Another Reason Not to Eat Factory Chicken: Arsenic

Earlier this week Nicholas Kristof wrote a piece in the NY Times about arsenic in chicken. He cited two studies that gave evidence of arsenic, caffeine, Tylenol, Benadryl and certain banned antibiotics in chicken.

The two studies, conducted by the Johns Hopkins Center for a Livable Future, and Arizona State University set out to look for the presence of antibiotics in chicken, but they found much more than that. “We were kind of floored,” said study co-author Keeve E. Nachman. “It’s unbelievable what we found.”

While they did not find anything that they felt was an “immediate health concern,” you have to wonder what the long term effects of ingesting these things might be.

You might think this is all a bunch of chicken feed, but really, how did these things get in there? Clearly, it was no accident. It turns out that arsenic has routinely been fed to livestock to reduce infections. It also tends to make the flesh a more appealing color and enhance growth. What with the use of arsenic as well as thousands of tons of antibiotics, enough to put all of us at risk from the development of resistant strains, it pretty clear that infections are a major problem on these overcrowded meat factories, which are now being regulated to avoid this problem in Europe.

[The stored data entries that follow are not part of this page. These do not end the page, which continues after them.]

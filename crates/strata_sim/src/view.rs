//! Signal views: non-owning aliases over backing signals.
//!
//! A view owns no time or scheduling state. Every read recomputes from the
//! committed values of the backing signals; slice writes become
//! read-modify-write updates of the backing signal's pending value.

use strata_common::{BitError, BitVector, Value};
use strata_ir::{BusId, SignalId, SignalRef};

use crate::error::SimError;
use crate::signal::{SignalTable, Writer};

/// Anything a process can read a value from.
pub trait SignalSource {
    /// Computes the current value from committed signal state.
    fn read(&self, signals: &SignalTable) -> Result<Value, SimError>;

    /// The backing signals a change of this source depends on.
    fn sensitivity(&self, signals: &SignalTable) -> Vec<SignalId>;

    /// Describes the source as an expression over backing signals.
    fn to_ref(&self, signals: &SignalTable) -> SignalRef;
}

/// Anything a process can write a value to.
pub trait SignalSink {
    /// Stores `value` as a pending write on behalf of `writer`.
    fn write(&self, signals: &mut SignalTable, value: Value, writer: Writer)
        -> Result<(), SimError>;
}

impl SignalSource for SignalId {
    fn read(&self, signals: &SignalTable) -> Result<Value, SimError> {
        signals.value(*self).cloned()
    }

    fn sensitivity(&self, _signals: &SignalTable) -> Vec<SignalId> {
        vec![*self]
    }

    fn to_ref(&self, _signals: &SignalTable) -> SignalRef {
        SignalRef::Signal(*self)
    }
}

impl SignalSink for SignalId {
    fn write(&self, signals: &mut SignalTable, value: Value, writer: Writer) -> Result<(), SimError> {
        signals.write(*self, value, writer)
    }
}

/// A contiguous bit range `[lo, hi)` of one backing bit-vector signal.
///
/// A view created for a single bit index reads as a boolean.
#[derive(Clone, Copy, Debug, PartialEq, Eq)]
pub struct SliceView {
    signal: SignalId,
    hi: u32,
    lo: u32,
    single_bit: bool,
}

impl SliceView {
    /// Creates a slice view, checking the range against the backing signal.
    pub fn new(signals: &SignalTable, signal: SignalId, hi: u32, lo: u32) -> Result<Self, SimError> {
        let width = backing_width(signals, signal)?;
        if hi <= lo || hi > width {
            return Err(BitError::Range { hi, lo, width }.into());
        }
        Ok(Self {
            signal,
            hi,
            lo,
            single_bit: false,
        })
    }

    /// Creates a single-bit view of bit `index`.
    pub fn bit(signals: &SignalTable, signal: SignalId, index: u32) -> Result<Self, SimError> {
        let width = backing_width(signals, signal)?;
        if index >= width {
            return Err(BitError::Index { index, width }.into());
        }
        Ok(Self {
            signal,
            hi: index + 1,
            lo: index,
            single_bit: true,
        })
    }

    /// The backing signal.
    pub fn signal(&self) -> SignalId {
        self.signal
    }

    /// The exclusive upper bit index.
    pub fn hi(&self) -> u32 {
        self.hi
    }

    /// The inclusive lower bit index.
    pub fn lo(&self) -> u32 {
        self.lo
    }

    /// Width of the view in bits.
    pub fn width(&self) -> u32 {
        self.hi - self.lo
    }

    /// Returns true for a view made with [`SliceView::bit`].
    pub fn is_single_bit(&self) -> bool {
        self.single_bit
    }

    fn read_bits(&self, signals: &SignalTable) -> Result<BitVector, SimError> {
        let backing = bits_of(signals, self.signal)?;
        Ok(backing.slice(self.hi, self.lo)?)
    }
}

impl SignalSource for SliceView {
    fn read(&self, signals: &SignalTable) -> Result<Value, SimError> {
        if self.single_bit {
            return Ok(Value::Bool(bits_of(signals, self.signal)?.bit(self.lo)?));
        }
        Ok(Value::Bits(self.read_bits(signals)?))
    }

    fn sensitivity(&self, _signals: &SignalTable) -> Vec<SignalId> {
        vec![self.signal]
    }

    fn to_ref(&self, _signals: &SignalTable) -> SignalRef {
        SignalRef::Slice {
            signal: self.signal,
            high: self.hi - 1,
            low: self.lo,
        }
    }
}

impl SignalSink for SliceView {
    fn write(&self, signals: &mut SignalTable, value: Value, writer: Writer) -> Result<(), SimError> {
        let src = fit_to_width(&value, self.width())?;
        signals.write_slice(self.signal, self.lo, &src, writer)
    }
}

/// Converts a value written through a slice into exactly `width` bits.
///
/// Same-width vectors are copied bit for bit. Anything else must have an
/// integer value in `[-2^width, 2^width)`; negative values are stored in
/// two's complement.
fn fit_to_width(value: &Value, width: u32) -> Result<BitVector, SimError> {
    if let Value::Bits(bv) = value {
        if bv.width() == width {
            let mut out = BitVector::new(width);
            for i in 0..width {
                out.set(i, bv.get(i));
            }
            return Ok(out);
        }
    }
    let v = value.to_int().ok_or_else(|| BitError::Incompatible {
        from: value.to_string(),
        to: format!("{width}-bit slice"),
    })?;
    if width < 127 {
        let lim = 1i128 << width;
        if v >= lim || v < -lim {
            return Err(BitError::OutOfBounds {
                value: v,
                min: -lim,
                max: lim,
            }
            .into());
        }
    }
    Ok(BitVector::wrapping(width).with_int(v)?)
}

fn bits_of(signals: &SignalTable, signal: SignalId) -> Result<&BitVector, SimError> {
    let state = signals.get(signal)?;
    state
        .current
        .as_bits()
        .ok_or_else(|| SimError::InvalidSignal {
            reason: format!("'{}' is not a bit vector and cannot be sliced", state.name),
        })
}

fn backing_width(signals: &SignalTable, signal: SignalId) -> Result<u32, SimError> {
    Ok(bits_of(signals, signal)?.width())
}

/// One element of a concatenation.
#[derive(Clone, Debug, PartialEq, Eq)]
pub enum ConcatPart {
    /// A whole boolean or bit-vector signal.
    Signal(SignalId),
    /// A slice or single bit of a signal.
    Slice(SliceView),
    /// A literal bit pattern.
    Const(BitVector),
}

impl ConcatPart {
    fn bits(&self, signals: &SignalTable) -> Result<BitVector, SimError> {
        match self {
            ConcatPart::Signal(id) => Ok(signals.value(*id)?.to_bit_vector()?),
            ConcatPart::Slice(view) => Ok(view.read(signals)?.to_bit_vector()?),
            ConcatPart::Const(bv) => Ok(bv.clone()),
        }
    }

    fn to_ref(&self, signals: &SignalTable) -> SignalRef {
        match self {
            ConcatPart::Signal(id) => SignalRef::Signal(*id),
            ConcatPart::Slice(view) => view.to_ref(signals),
            ConcatPart::Const(bv) => SignalRef::Const(bv.clone()),
        }
    }
}

impl From<SignalId> for ConcatPart {
    fn from(id: SignalId) -> Self {
        ConcatPart::Signal(id)
    }
}

impl From<SliceView> for ConcatPart {
    fn from(view: SliceView) -> Self {
        ConcatPart::Slice(view)
    }
}

impl From<BitVector> for ConcatPart {
    fn from(bv: BitVector) -> Self {
        ConcatPart::Const(bv)
    }
}

impl From<bool> for ConcatPart {
    fn from(b: bool) -> Self {
        ConcatPart::Const(BitVector::from_bool(b))
    }
}

/// A read-only concatenation of parts, the first part most significant.
#[derive(Clone, Debug, PartialEq, Eq)]
pub struct ConcatView {
    parts: Vec<ConcatPart>,
    width: u32,
}

impl ConcatView {
    /// Creates a concatenation, rejecting an empty part list and unsized signals.
    pub fn new(signals: &SignalTable, parts: Vec<ConcatPart>) -> Result<Self, SimError> {
        if parts.is_empty() {
            return Err(BitError::EmptyConcat.into());
        }
        let mut width = 0;
        for part in &parts {
            width += match part {
                ConcatPart::Signal(id) => {
                    let state = signals.get(*id)?;
                    state
                        .width()
                        .ok_or_else(|| BitError::Unsized(format!("signal '{}'", state.name)))?
                }
                ConcatPart::Slice(view) => view.width(),
                ConcatPart::Const(bv) => bv.width(),
            };
        }
        Ok(Self { parts, width })
    }

    /// The parts in order.
    pub fn parts(&self) -> &[ConcatPart] {
        &self.parts
    }

    /// Total width in bits.
    pub fn width(&self) -> u32 {
        self.width
    }
}

impl SignalSource for ConcatView {
    fn read(&self, signals: &SignalTable) -> Result<Value, SimError> {
        let bits = self
            .parts
            .iter()
            .map(|p| p.bits(signals))
            .collect::<Result<Vec<_>, _>>()?;
        Ok(Value::Bits(BitVector::concat(&bits)?))
    }

    fn sensitivity(&self, _signals: &SignalTable) -> Vec<SignalId> {
        let mut out = Vec::new();
        for part in &self.parts {
            let id = match part {
                ConcatPart::Signal(id) => *id,
                ConcatPart::Slice(view) => view.signal(),
                ConcatPart::Const(_) => continue,
            };
            if !out.contains(&id) {
                out.push(id);
            }
        }
        out
    }

    fn to_ref(&self, signals: &SignalTable) -> SignalRef {
        SignalRef::Concat(self.parts.iter().map(|p| p.to_ref(signals)).collect())
    }
}

impl SignalSink for ConcatView {
    fn write(&self, _signals: &mut SignalTable, _value: Value, _writer: Writer) -> Result<(), SimError> {
        Err(SimError::ReadOnlyView {
            view: format!("{}-part concatenation", self.parts.len()),
        })
    }
}

/// A handle to a tristate bus.
///
/// Reading resolves the bus from its drivers' committed values; drivers are
/// ordinary signals created with [`Simulator::driver`](crate::Simulator::driver).
#[derive(Clone, Copy, Debug, PartialEq, Eq, Hash)]
pub struct TristateBus {
    id: BusId,
}

impl TristateBus {
    pub(crate) fn new(id: BusId) -> Self {
        Self { id }
    }

    /// The bus ID.
    pub fn id(&self) -> BusId {
        self.id
    }
}

impl SignalSource for TristateBus {
    fn read(&self, signals: &SignalTable) -> Result<Value, SimError> {
        signals.resolve_bus(self.id)
    }

    fn sensitivity(&self, signals: &SignalTable) -> Vec<SignalId> {
        signals
            .bus(self.id)
            .map(|b| b.drivers.clone())
            .unwrap_or_default()
    }

    fn to_ref(&self, signals: &SignalTable) -> SignalRef {
        SignalRef::Tristate {
            bus: self.id,
            drivers: self.sensitivity(signals),
        }
    }
}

As to the studies’ methodology, since farmers are not required to disclose what they feed their animals, and they have become so protective of their secrecy that they have successfully lobbied for a law that makes it illegal to photograph a factory farm operation in some states (not that they have anything to hide, mind you), the researchers had to resort to indirect tactics. They analyzed feathers which, like fingernails, accumulate chemicals found in the body. Specifically, they purchased and analyzed feather meal, a poultry byproduct that can be used as fertilizer or as livestock feed. That’s right, they feed the feathers back to the chickens. How else do you expect to get chicken for $2.99 a pound? It would cost a lot more if they gave them real food.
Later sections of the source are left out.